Despite his own Guantánamo Review Task Force recommending that 89 of the remaining 173 prisoners should be released, all are still held — either because they are Yemenis, and the President agreed a year ago to issue an unprincipled moratorium preventing their release, or because they are awaiting resettlement in third countries (after every branch of the U.S. government refused to allow resettlement in the U.S.). The Task Force also recommended that 33 men should be put on trial, but with transfers to the mainland blocked Obama has chosen to press ahead with Military Commissions at Guantánamo instead. 48 others are to be held without charge or trial, although it is expected that Obama will soon sign an executive order granting them some sort of review process.

For Benjamin Wittes of the Brookings Institution, who supports new legislation authorizing indefinite detention, and who was part of a panel discussion I organized in Washington D.C. two weeks ago, the President’s failures should encourage him to “embrace Guantánamo” as “a facility that offers a far more attractive model of how long-term counterterrorism detention can proceed than do the other sites the U.S. has used.”

I disagree with Ben, of course, as I believe that the laws of war already offer a model for detaining wartime prisoners — as prisoners of war, protected by the Geneva Conventions — and that terror suspects should be tried in federal courts, but in the interrests of opening up the debate, I’m cross-posting his article below, as well as responses by two attorneys for prisoners at Guantánamo — David Remes, who represents a number of Yemenis, and Sabin Willett, who represents a number of Uighur prisoners.

Both David and Sabin take exception to Ben’s claims that the detentions of prisoners at Guantánamo “are supervised by the federal courts in probing habeas corpus cases,” noting correctly that the D.C. Circuit Court has intervened to make habeas “a right without a remedy,” as David puts it. Both also lament the government’s inability to release anyone from Guantánamo — the nub of my argument that they have become political prisoners, In addition, Sabin makes the case for reclassifying those identified as soldiers as prisoners of war, noting the cruel absurdity of treating “Taliban privates” worse than Nazi prisoners in World War II, and also draws an apposite analogy with George Orwell’s 1984.

Time for Obama to Embrace Guantánamo
By Benjamin Wittes

It is now two years since Barack Obama promised to close the detention facility at Guantánamo Bay within one year. It is one year since he missed his self-imposed deadline. And as he has no prospect of fulfilling his promise, it is almost certainly one year before he faces his third anniversary failure.

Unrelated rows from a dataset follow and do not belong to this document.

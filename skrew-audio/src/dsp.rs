//! Signal-processing primitives the effect engine builds on
//!
//! [`Dsp`] is the seam between the beat-indexed effect algorithms and the
//! heavy lifting (stretching, resampling, analysis). [`NativeDsp`] implements
//! it with the phase vocoder, rubato and `skrew-analysis`; tests substitute
//! fixed beat grids through the same trait.

use crate::resample::resample;
use crate::timestretcher::{PhaseVocoder, PitchShifter};
use skrew_analysis::{BeatGrid, BeatGridAnalyzer, Hpss, OnsetDetector, Stft};
use thiserror::Error;

/// Failures inside a DSP primitive
#[derive(Error, Debug, Clone, PartialEq)]
pub enum DspError {
    #[error("invalid sample rate conversion {source_rate} Hz -> {target_rate} Hz")]
    InvalidRate { source_rate: u32, target_rate: u32 },
    #[error("resampler error: {0}")]
    Resample(String),
}

/// Primitive operations over mono samples
pub trait Dsp: Send + Sync {
    /// Beat boundaries and tempo, `None` when no rhythm is found
    fn beat_grid(&self, samples: &[f32], sample_rate: u32) -> Option<BeatGrid>;

    /// Shift pitch by `semitones` keeping the length
    fn pitch_shift(
        &self,
        samples: &[f32],
        sample_rate: u32,
        semitones: f64,
    ) -> Result<Vec<f32>, DspError>;

    /// Stretch so the output lasts `len / rate` samples, pitch unchanged
    fn time_stretch(&self, samples: &[f32], rate: f64) -> Result<Vec<f32>, DspError>;

    /// Band-limited sample rate conversion
    fn resample(
        &self,
        samples: &[f32],
        source_rate: u32,
        target_rate: u32,
    ) -> Result<Vec<f32>, DspError>;

    /// Onset positions in samples
    fn onsets(&self, samples: &[f32], sample_rate: u32, sensitivity: f32) -> Vec<usize>;

    /// Percussive component, same length as the input
    fn percussive(&self, samples: &[f32]) -> Vec<f32>;
}

/// In-process implementation of [`Dsp`]
#[derive(Default)]
pub struct NativeDsp {
    vocoder: PhaseVocoder,
    pitch: PitchShifter,
    hpss: Hpss,
    stft: Stft,
}

impl NativeDsp {
    pub fn new() -> Self {
        Self::default()
    }
}

impl Dsp for NativeDsp {
    fn beat_grid(&self, samples: &[f32], sample_rate: u32) -> Option<BeatGrid> {
        BeatGridAnalyzer::new(sample_rate).analyze(samples)
    }

    fn pitch_shift(
        &self,
        samples: &[f32],
        sample_rate: u32,
        semitones: f64,
    ) -> Result<Vec<f32>, DspError> {
        self.pitch.shift(samples, sample_rate, semitones)
    }

    fn time_stretch(&self, samples: &[f32], rate: f64) -> Result<Vec<f32>, DspError> {
        Ok(self.vocoder.stretch(samples, rate))
    }

    fn resample(
        &self,
        samples: &[f32],
        source_rate: u32,
        target_rate: u32,
    ) -> Result<Vec<f32>, DspError> {
        resample(samples, source_rate, target_rate)
    }

    fn onsets(&self, samples: &[f32], sample_rate: u32, sensitivity: f32) -> Vec<usize> {
        OnsetDetector::new(sample_rate).detect(samples, sensitivity)
    }

    fn percussive(&self, samples: &[f32]) -> Vec<f32> {
        self.hpss.percussive(&self.stft, samples)
    }
}
//! Saving the working buffer as WAV plus an MP3 encode

use crate::naming::output_name;
use chrono::Local;
use skrew_audio::SampleBuffer;
use std::fs;
use std::path::{Path, PathBuf};
use std::process::Command;
use thiserror::Error;
use tracing::{info, warn};

#[derive(Error, Debug)]
pub enum ExportError {
    #[error("cannot create output directory {path}: {source}")]
    OutputDir {
        path: PathBuf,
        #[source]
        source: std::io::Error,
    },
    #[error("failed to write {path}: {source}")]
    Wav {
        path: PathBuf,
        #[source]
        source: hound::Error,
    },
}

/// Files written by one save
#[derive(Debug, Clone, PartialEq, Eq)]
pub struct ExportedFiles {
    pub wav: PathBuf,
    /// Absent when the encoder is missing or failed
    pub mp3: Option<PathBuf>,
}

/// Writes saves into one output directory
#[derive(Debug, Clone)]
pub struct Exporter {
    output_dir: PathBuf,
    ffmpeg_path: PathBuf,
    max_name_len: usize,
}

impl Exporter {
    pub fn new(output_dir: impl Into<PathBuf>, ffmpeg_path: impl Into<PathBuf>, max_name_len: usize) -> Self {
        Self {
            output_dir: output_dir.into(),
            ffmpeg_path: ffmpeg_path.into(),
            max_name_len,
        }
    }

    pub fn output_dir(&self) -> &Path {
        &self.output_dir
    }

    /// Save `buffer` under a name built from `ops` and `base`
    pub fn export(&self, buffer: &SampleBuffer, ops: &[String], base: &str) -> Result<ExportedFiles, ExportError> {
        fs::create_dir_all(&self.output_dir).map_err(|source| ExportError::OutputDir {
            path: self.output_dir.clone(),
            source,
        })?;

        let stem = output_name(ops, Local::now(), base, self.max_name_len);
        let wav = self.output_dir.join(format!("{stem}.wav"));
        write_wav(&wav, buffer)?;
        info!(path = %wav.display(), "saved wav");

        let mp3 = self.output_dir.join(format!("{stem}.mp3"));
        let mp3 = match self.encode_mp3(&wav, &mp3) {
            Ok(()) => {
                info!(path = %mp3.display(), "saved mp3");
                Some(mp3)
            }
            Err(reason) => {
                warn!(%reason, "mp3 encode skipped");
                None
            }
        };

        Ok(ExportedFiles { wav, mp3 })
    }

    fn encode_mp3(&self, wav: &Path, mp3: &Path) -> Result<(), String> {
        let output = Command::new(&self.ffmpeg_path)
            .args(["-y", "-hide_banner", "-loglevel", "error", "-i"])
            .arg(wav)
            .args(["-codec:a", "libmp3lame", "-qscale:a", "2"])
            .arg(mp3)
            .output()
            .map_err(|e| format!("{}: {e}", self.ffmpeg_path.display()))?;
        if output.status.success() {
            Ok(())
        } else {
            Err(String::from_utf8_lossy(&output.stderr).trim().to_string())
        }
    }
}

/// 16-bit PCM WAV, samples clipped to [-1, 1]
pub fn write_wav(path: &Path, buffer: &SampleBuffer) -> Result<(), ExportError> {
    let wav_err = |source| ExportError::Wav {
        path: path.to_path_buf(),
        source,
    };
    let spec = hound::WavSpec {
        channels: buffer.channels(),
        sample_rate: buffer.sample_rate(),
        bits_per_sample: 16,
        sample_format: hound::SampleFormat::Int,
    };
    let mut writer = hound::WavWriter::create(path, spec).map_err(wav_err)?;
    for &sample in buffer.samples() {
        let value = (sample.clamp(-1.0, 1.0) * i16::MAX as f32).round() as i16;
        writer.write_sample(value).map_err(wav_err)?;
    }
    writer.finalize().map_err(wav_err)
}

Faced with a recalcitrant Congress, the inability to bring detainees to the United States for trial, and a security situation in Yemen that does not favor the repatriation of large numbers of that country’s nationals, the administration has so far lapsed into paralysis. Obama continues to mouth his commitment to closing Guantánamo but is unwilling to exercise the powers of the presidency to prevent his policy’s frustration. An endless series of leaks and trial balloons promise policy initiatives that do not materialize. And the administration is left mired in the constraints of law, politics, diplomacy and the president’s own rhetoric.

I have a suggestion for the President: Since he is not going to close Guantánamo, he should embrace it.

I don’t say this lightly. I have never before argued against closing Guantánamo, and to be clear, I don’t oppose doing so now. But if Obama is not prepared to do what it takes to effectuate his preference, he should stop pretending and face the fact that the Guantánamo he is stuck with is not that bad. Indeed, it’s something he could talk about very differently from the way he does.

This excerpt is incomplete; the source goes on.